* Task to complete: Pick every line out of the entries below that holds the string "TcpListener", and report them.
──────── Input for this task ────────
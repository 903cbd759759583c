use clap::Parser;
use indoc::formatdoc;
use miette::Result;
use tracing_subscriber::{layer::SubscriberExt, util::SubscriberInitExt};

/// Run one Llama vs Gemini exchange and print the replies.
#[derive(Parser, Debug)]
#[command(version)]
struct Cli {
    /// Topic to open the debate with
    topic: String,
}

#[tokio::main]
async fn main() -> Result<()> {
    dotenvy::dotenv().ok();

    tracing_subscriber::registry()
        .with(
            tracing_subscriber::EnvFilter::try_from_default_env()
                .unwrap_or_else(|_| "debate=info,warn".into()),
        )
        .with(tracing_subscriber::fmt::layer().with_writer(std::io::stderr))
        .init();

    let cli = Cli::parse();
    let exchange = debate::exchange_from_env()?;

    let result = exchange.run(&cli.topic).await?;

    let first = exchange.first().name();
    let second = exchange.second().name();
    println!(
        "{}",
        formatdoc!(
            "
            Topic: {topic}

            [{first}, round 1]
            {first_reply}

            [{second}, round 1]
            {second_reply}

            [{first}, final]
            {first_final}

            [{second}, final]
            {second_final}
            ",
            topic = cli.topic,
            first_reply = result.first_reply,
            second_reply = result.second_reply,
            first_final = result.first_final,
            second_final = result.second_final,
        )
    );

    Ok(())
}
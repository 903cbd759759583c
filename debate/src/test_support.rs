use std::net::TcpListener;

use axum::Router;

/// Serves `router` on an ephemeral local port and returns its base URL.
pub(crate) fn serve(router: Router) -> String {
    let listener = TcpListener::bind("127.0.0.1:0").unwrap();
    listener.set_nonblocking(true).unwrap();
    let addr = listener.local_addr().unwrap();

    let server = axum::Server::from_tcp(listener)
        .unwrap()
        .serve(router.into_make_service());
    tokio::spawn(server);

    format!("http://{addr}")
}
────────
* Response to the exercise:
use std::net::TcpListener;
    let listener = TcpListener::bind("127.0.0.1:0").unwrap();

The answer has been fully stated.